[Information supplied — start]

//! Built-in default configuration.
//!
//! The default snapshot is built once per process and lives for the rest of
//! it. It is current until the first successful load and is never released.

use crate::arg::ArgValue;
use crate::config::{
    Appearance, ButtonCommand, ColorScheme, Colors, Config, KeyCommand, LayoutSettings, Rule,
};
use crate::registry::{Action, Click, LayoutRef};
use std::path::PathBuf;
use std::sync::LazyLock;
use tagwm_keybindings::{Button, ButtonBinding, KeyBinding, Keysym, ModMask};

const COL_GRAY1: &str = "#222222";
const COL_GRAY2: &str = "#444444";
const COL_GRAY3: &str = "#bbbbbb";
const COL_GRAY4: &str = "#eeeeee";
const COL_CYAN: &str = "#005577";

const LAUNCHER_CMD: &str = "rofi -show drun";
const TERMINAL_CMD: &str = "st";

const MODKEY: ModMask = ModMask::SUPER;

/// Tag mask selecting every tag.
pub const ALL_TAGS: i64 = u32::MAX as i64;

static BUILTIN: LazyLock<Config> = LazyLock::new(build_builtin);

/// The built-in default configuration.
pub fn builtin() -> &'static Config {
    &BUILTIN
}

/// Default location of the user's config file: `~/.config/tagwm/tagwm.yaml`.
pub fn config_path() -> PathBuf {
    config_dir().join("tagwm.yaml")
}

/// Directory holding the user's config file.
pub fn config_dir() -> PathBuf {
    if let Some(dir) = dirs::config_dir() {
        dir.join("tagwm")
    } else if let Some(home) = dirs::home_dir() {
        home.join(".config").join("tagwm")
    } else {
        PathBuf::from(".")
    }
}

pub fn appearance() -> Appearance {
    Appearance {
        borderpx: 1,
        snap: 32,
        showbar: true,
        topbar: true,
        gappx: 4,
        fonts: vec!["monospace:size=10".to_string()],
        colors: Colors {
            norm: ColorScheme::new(COL_GRAY3, COL_GRAY1, COL_GRAY2),
            sel: ColorScheme::new(COL_GRAY4, COL_CYAN, COL_CYAN),
        },
    }
}

pub fn layout_settings() -> LayoutSettings {
    LayoutSettings {
        mfact: 0.55,
        nmaster: 1,
        resizehints: true,
        lockfullscreen: true,
        refreshrate: 120,
    }
}

pub fn tags() -> Vec<String> {
    (1..=9).map(|n| n.to_string()).collect()
}

fn key(mods: ModMask, c: char, action: Action, arg: ArgValue) -> KeyCommand {
    keysym(mods, Keysym(c as u32), action, arg)
}

fn keysym(mods: ModMask, sym: Keysym, action: Action, arg: ArgValue) -> KeyCommand {
    KeyCommand {
        binding: KeyBinding::new(mods, sym),
        action,
        arg,
    }
}

fn button(
    click: Click,
    mods: ModMask,
    button: Button,
    action: Action,
    arg: ArgValue,
) -> ButtonCommand {
    ButtonCommand {
        click,
        binding: ButtonBinding::new(mods, button),
        action,
        arg,
    }
}

fn keys() -> Vec<KeyCommand> {
    let shift = MODKEY | ModMask::SHIFT;
    let ctrl = MODKEY | ModMask::CTRL;
    let ctrl_shift = MODKEY | ModMask::CTRL | ModMask::SHIFT;

    let mut keys = vec![
        key(MODKEY, 'p', Action::Spawn, ArgValue::text(LAUNCHER_CMD)),
        keysym(
            shift,
            Keysym::RETURN,
            Action::Spawn,
            ArgValue::text(TERMINAL_CMD),
        ),
        key(MODKEY, 'b', Action::ToggleBar, ArgValue::empty()),
        key(MODKEY, 'j', Action::FocusStack, ArgValue::int(1)),
        key(MODKEY, 'k', Action::FocusStack, ArgValue::int(-1)),
        key(MODKEY, 'i', Action::IncNMaster, ArgValue::int(1)),
        key(MODKEY, 'd', Action::IncNMaster, ArgValue::int(-1)),
        key(MODKEY, 'h', Action::SetMFact, ArgValue::float(-0.05)),
        key(MODKEY, 'l', Action::SetMFact, ArgValue::float(0.05)),
        keysym(MODKEY, Keysym::RETURN, Action::Zoom, ArgValue::empty()),
        keysym(MODKEY, Keysym::TAB, Action::View, ArgValue::empty()),
        key(shift, 'c', Action::KillClient, ArgValue::empty()),
        key(
            MODKEY,
            't',
            Action::SetLayout,
            ArgValue::layout(LayoutRef::TILED),
        ),
        key(
            MODKEY,
            'f',
            Action::SetLayout,
            ArgValue::layout(LayoutRef::FLOATING),
        ),
        key(
            MODKEY,
            'm',
            Action::SetLayout,
            ArgValue::layout(LayoutRef::MONOCLE),
        ),
        keysym(MODKEY, Keysym::SPACE, Action::SetLayout, ArgValue::empty()),
        keysym(
            shift,
            Keysym::SPACE,
            Action::ToggleFloating,
            ArgValue::empty(),
        ),
        key(MODKEY, '0', Action::View, ArgValue::int(ALL_TAGS)),
        key(shift, '0', Action::Tag, ArgValue::int(ALL_TAGS)),
        key(MODKEY, ',', Action::FocusMon, ArgValue::int(-1)),
        key(MODKEY, '.', Action::FocusMon, ArgValue::int(1)),
        key(shift, ',', Action::TagMon, ArgValue::int(-1)),
        key(shift, '.', Action::TagMon, ArgValue::int(1)),
    ];

    for (tag, c) in ('1'..='9').enumerate() {
        let mask = ArgValue::int(1 << tag);
        keys.push(key(MODKEY, c, Action::View, mask.clone()));
        keys.push(key(ctrl, c, Action::ToggleView, mask.clone()));
        keys.push(key(shift, c, Action::Tag, mask.clone()));
        keys.push(key(ctrl_shift, c, Action::ToggleTag, mask));
    }

    keys.push(key(shift, 'q', Action::Quit, ArgValue::empty()));
    keys.push(key(shift, 'r', Action::Restart, ArgValue::empty()));
    keys
}

fn buttons() -> Vec<ButtonCommand> {
    let none = ModMask::empty();
    vec![
        button(
            Click::LtSymbol,
            none,
            Button::Left,
            Action::SetLayout,
            ArgValue::empty(),
        ),
        button(
            Click::LtSymbol,
            none,
            Button::Right,
            Action::SetLayout,
            ArgValue::layout(LayoutRef::MONOCLE),
        ),
        button(
            Click::WinTitle,
            none,
            Button::Middle,
            Action::Zoom,
            ArgValue::empty(),
        ),
        button(
            Click::StatusText,
            none,
            Button::Middle,
            Action::Spawn,
            ArgValue::text(TERMINAL_CMD),
        ),
        button(
            Click::ClientWin,
            MODKEY,
            Button::Left,
            Action::MoveMouse,
            ArgValue::empty(),
        ),
        button(
            Click::ClientWin,
            MODKEY,
            Button::Middle,
            Action::ToggleFloating,
            ArgValue::empty(),
        ),
        button(
            Click::ClientWin,
            MODKEY,
            Button::Right,
            Action::ResizeMouse,
            ArgValue::empty(),
        ),
        button(
            Click::TagBar,
            none,
            Button::Left,
            Action::View,
            ArgValue::empty(),
        ),
        button(
            Click::TagBar,
            none,
            Button::Right,
            Action::ToggleView,
            ArgValue::empty(),
        ),
        button(
            Click::TagBar,
            MODKEY,
            Button::Left,
            Action::Tag,
            ArgValue::empty(),
        ),
        button(
            Click::TagBar,
            MODKEY,
            Button::Right,
            Action::ToggleTag,
            ArgValue::empty(),
        ),
    ]
}

fn rules() -> Vec<Rule> {
    vec![
        Rule {
            class: Some("Gimp".to_string()),
            instance: None,
            title: None,
            tags: 0,
            isfloating: true,
            monitor: -1,
        },
        Rule {
            class: Some("Firefox".to_string()),
            instance: None,
            title: None,
            tags: 1 << 8,
            isfloating: false,
            monitor: -1,
        },
    ]
}

fn build_builtin() -> Config {
    let config = Config {
        appearance: appearance(),
        layout: layout_settings(),
        tags: tags(),
        rules: rules(),
        keys: keys(),
        buttons: buttons(),
    };
    log::debug!(
        "built-in config ready: {} keys, {} buttons",
        config.keys.len(),
        config.buttons.len()
    );
    config
}

#[cfg(test)]
mod tests {
    use super::*;

    #[test]
    fn test_builtin_is_shared() {
        assert!(std::ptr::eq(builtin(), builtin()));
    }

    #[test]
    fn test_builtin_tables() {
        let config = builtin();
        assert_eq!(config.tags.len(), 9);
        assert_eq!(config.rules.len(), 2);
        // 23 fixed keys, 4 per tag, quit and restart.
        assert_eq!(config.keys.len(), 23 + 9 * 4 + 2);
        assert_eq!(config.buttons.len(), 11);
    }

    #[test]
    fn test_builtin_launcher_key() {
        let first = &builtin().keys[0];
        assert_eq!(first.binding.mods, ModMask::SUPER);
        assert_eq!(Some(first.binding.key), Keysym::from_name("p"));
        assert_eq!(first.action, Action::Spawn);
        assert_eq!(first.arg.as_text(), Some(LAUNCHER_CMD));
    }

    #[test]
    fn test_tag_keys_carry_masks() {
        let view_keys: Vec<&KeyCommand> = builtin()
            .keys
            .iter()
            .filter(|k| k.action == Action::View && k.binding.mods == MODKEY)
            .collect();
        let masks: Vec<Option<i64>> = view_keys.iter().map(|k| k.arg.as_int()).collect();
        assert!(masks.contains(&Some(ALL_TAGS)));
        assert!(masks.contains(&Some(1)));
        assert!(masks.contains(&Some(1 << 8)));
    }

    #[test]
    fn test_config_path_file_name() {
        assert!(config_path().ends_with("tagwm/tagwm.yaml"));
    }
}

[Information supplied — finish]

Task details -> Copy out every line from the data above that has "crate" in it.

Written response ->
use crate::arg::ArgValue;
use crate::config::{
use crate::registry::{Action, Click, LayoutRef};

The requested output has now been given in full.